━━━━━ DATA FOR REVIEW ━━━━━

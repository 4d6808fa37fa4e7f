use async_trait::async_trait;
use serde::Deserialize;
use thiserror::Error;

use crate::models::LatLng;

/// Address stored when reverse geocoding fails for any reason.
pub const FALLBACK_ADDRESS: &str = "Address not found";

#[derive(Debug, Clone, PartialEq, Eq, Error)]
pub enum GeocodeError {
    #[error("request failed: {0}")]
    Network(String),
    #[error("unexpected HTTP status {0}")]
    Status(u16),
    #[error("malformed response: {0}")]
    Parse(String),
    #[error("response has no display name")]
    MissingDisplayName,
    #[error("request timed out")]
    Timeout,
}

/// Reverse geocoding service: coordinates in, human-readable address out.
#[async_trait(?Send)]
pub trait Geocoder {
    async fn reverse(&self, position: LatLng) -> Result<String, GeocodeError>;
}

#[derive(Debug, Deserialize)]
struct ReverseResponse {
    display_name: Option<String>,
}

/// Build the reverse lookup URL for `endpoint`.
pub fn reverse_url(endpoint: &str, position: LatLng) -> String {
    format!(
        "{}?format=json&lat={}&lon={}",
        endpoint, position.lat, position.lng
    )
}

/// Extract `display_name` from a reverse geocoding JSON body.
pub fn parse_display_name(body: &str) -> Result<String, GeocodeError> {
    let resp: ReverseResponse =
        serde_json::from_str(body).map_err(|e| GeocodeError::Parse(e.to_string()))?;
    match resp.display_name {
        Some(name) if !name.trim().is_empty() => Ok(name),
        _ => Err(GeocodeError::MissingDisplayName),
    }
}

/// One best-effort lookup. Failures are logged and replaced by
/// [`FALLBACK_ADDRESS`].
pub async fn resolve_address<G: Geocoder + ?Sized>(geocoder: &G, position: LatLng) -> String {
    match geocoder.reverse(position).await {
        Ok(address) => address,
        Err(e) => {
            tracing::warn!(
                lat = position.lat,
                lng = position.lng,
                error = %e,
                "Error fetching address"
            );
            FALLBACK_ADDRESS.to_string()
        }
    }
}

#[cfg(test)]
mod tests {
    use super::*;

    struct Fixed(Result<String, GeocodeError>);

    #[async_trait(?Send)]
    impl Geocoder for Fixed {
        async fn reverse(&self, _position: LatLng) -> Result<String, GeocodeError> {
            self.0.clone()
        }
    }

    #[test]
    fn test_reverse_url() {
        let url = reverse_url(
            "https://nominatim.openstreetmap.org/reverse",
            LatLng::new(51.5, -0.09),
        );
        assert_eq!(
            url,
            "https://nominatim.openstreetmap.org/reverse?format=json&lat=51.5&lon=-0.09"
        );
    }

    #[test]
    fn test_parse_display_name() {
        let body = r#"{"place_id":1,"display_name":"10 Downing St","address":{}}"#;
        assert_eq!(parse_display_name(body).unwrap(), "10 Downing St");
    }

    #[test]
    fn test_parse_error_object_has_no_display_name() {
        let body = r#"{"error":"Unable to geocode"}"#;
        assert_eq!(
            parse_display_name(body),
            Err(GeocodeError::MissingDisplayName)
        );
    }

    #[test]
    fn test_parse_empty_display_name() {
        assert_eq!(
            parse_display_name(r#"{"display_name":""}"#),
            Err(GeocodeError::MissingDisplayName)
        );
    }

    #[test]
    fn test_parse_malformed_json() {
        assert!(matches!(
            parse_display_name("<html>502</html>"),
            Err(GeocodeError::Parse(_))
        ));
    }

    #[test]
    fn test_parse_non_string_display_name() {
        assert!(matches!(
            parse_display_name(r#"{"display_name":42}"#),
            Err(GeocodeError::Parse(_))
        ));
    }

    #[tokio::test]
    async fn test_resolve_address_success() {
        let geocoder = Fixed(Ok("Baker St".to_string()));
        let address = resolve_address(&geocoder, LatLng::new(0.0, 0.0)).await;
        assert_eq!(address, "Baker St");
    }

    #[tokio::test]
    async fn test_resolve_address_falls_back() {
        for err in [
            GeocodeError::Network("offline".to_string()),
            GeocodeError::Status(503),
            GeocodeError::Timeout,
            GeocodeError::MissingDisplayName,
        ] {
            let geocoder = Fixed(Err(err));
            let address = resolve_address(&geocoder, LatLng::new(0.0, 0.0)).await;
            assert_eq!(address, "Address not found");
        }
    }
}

━━━━━
━━━━━ DATA FOR REVIEW ━━━━━

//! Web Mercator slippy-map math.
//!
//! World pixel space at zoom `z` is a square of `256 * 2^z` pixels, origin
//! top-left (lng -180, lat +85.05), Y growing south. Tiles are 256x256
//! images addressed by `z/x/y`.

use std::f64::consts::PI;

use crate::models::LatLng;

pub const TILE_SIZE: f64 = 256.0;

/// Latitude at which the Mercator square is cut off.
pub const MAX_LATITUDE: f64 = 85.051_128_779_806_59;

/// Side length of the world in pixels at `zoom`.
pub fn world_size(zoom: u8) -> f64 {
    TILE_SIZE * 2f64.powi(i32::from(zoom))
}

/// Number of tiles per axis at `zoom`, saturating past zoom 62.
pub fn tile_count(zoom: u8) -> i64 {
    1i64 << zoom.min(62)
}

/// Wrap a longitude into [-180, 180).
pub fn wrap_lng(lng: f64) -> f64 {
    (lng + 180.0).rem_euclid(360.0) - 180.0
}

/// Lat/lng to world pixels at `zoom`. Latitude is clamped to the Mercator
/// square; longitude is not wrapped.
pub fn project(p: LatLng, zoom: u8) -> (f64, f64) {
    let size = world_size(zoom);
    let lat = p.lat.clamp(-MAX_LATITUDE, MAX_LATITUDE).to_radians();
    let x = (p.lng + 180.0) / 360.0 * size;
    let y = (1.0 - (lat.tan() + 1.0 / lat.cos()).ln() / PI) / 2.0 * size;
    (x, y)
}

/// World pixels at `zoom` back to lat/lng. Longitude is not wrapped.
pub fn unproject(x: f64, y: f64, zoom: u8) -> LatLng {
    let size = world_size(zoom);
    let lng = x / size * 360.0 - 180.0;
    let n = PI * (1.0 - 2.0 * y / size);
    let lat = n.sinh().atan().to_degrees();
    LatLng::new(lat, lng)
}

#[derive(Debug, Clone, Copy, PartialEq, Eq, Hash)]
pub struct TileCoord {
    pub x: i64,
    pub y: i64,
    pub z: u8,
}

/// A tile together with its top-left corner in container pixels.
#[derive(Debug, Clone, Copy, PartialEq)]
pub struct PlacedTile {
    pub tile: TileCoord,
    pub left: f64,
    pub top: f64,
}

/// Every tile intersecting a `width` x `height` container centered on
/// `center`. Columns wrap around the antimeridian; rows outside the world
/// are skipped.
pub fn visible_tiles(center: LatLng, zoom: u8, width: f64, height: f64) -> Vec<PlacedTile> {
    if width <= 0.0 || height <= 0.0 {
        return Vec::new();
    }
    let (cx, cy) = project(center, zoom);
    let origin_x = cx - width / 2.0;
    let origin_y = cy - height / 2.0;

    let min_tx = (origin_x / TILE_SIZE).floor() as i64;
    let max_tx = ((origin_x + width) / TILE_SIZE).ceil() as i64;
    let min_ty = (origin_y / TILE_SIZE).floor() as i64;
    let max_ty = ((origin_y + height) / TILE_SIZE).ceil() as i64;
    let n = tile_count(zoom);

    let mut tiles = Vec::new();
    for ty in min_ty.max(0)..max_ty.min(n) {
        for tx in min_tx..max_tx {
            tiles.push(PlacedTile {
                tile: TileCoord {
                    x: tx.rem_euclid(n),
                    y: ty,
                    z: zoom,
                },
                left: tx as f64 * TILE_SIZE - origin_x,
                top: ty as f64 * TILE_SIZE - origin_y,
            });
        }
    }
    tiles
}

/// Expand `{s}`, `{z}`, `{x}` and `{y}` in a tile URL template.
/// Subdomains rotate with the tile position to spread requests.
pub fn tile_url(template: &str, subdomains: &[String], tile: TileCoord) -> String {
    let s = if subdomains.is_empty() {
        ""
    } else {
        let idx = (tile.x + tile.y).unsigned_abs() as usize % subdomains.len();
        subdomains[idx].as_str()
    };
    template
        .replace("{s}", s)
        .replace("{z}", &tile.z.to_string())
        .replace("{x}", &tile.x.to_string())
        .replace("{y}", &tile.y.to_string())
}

━━━━━

Above this instruction are the records; retype exactly the lines from the one containing "let min_tx = (origin_x" up to and including the one containing "let n = tile_count(zoom);".

OUTPUT BELOW
    let min_tx = (origin_x / TILE_SIZE).floor() as i64;
    let max_tx = ((origin_x + width) / TILE_SIZE).ceil() as i64;
    let min_ty = (origin_y / TILE_SIZE).floor() as i64;
    let max_ty = ((origin_y + height) / TILE_SIZE).ceil() as i64;
    let n = tile_count(zoom);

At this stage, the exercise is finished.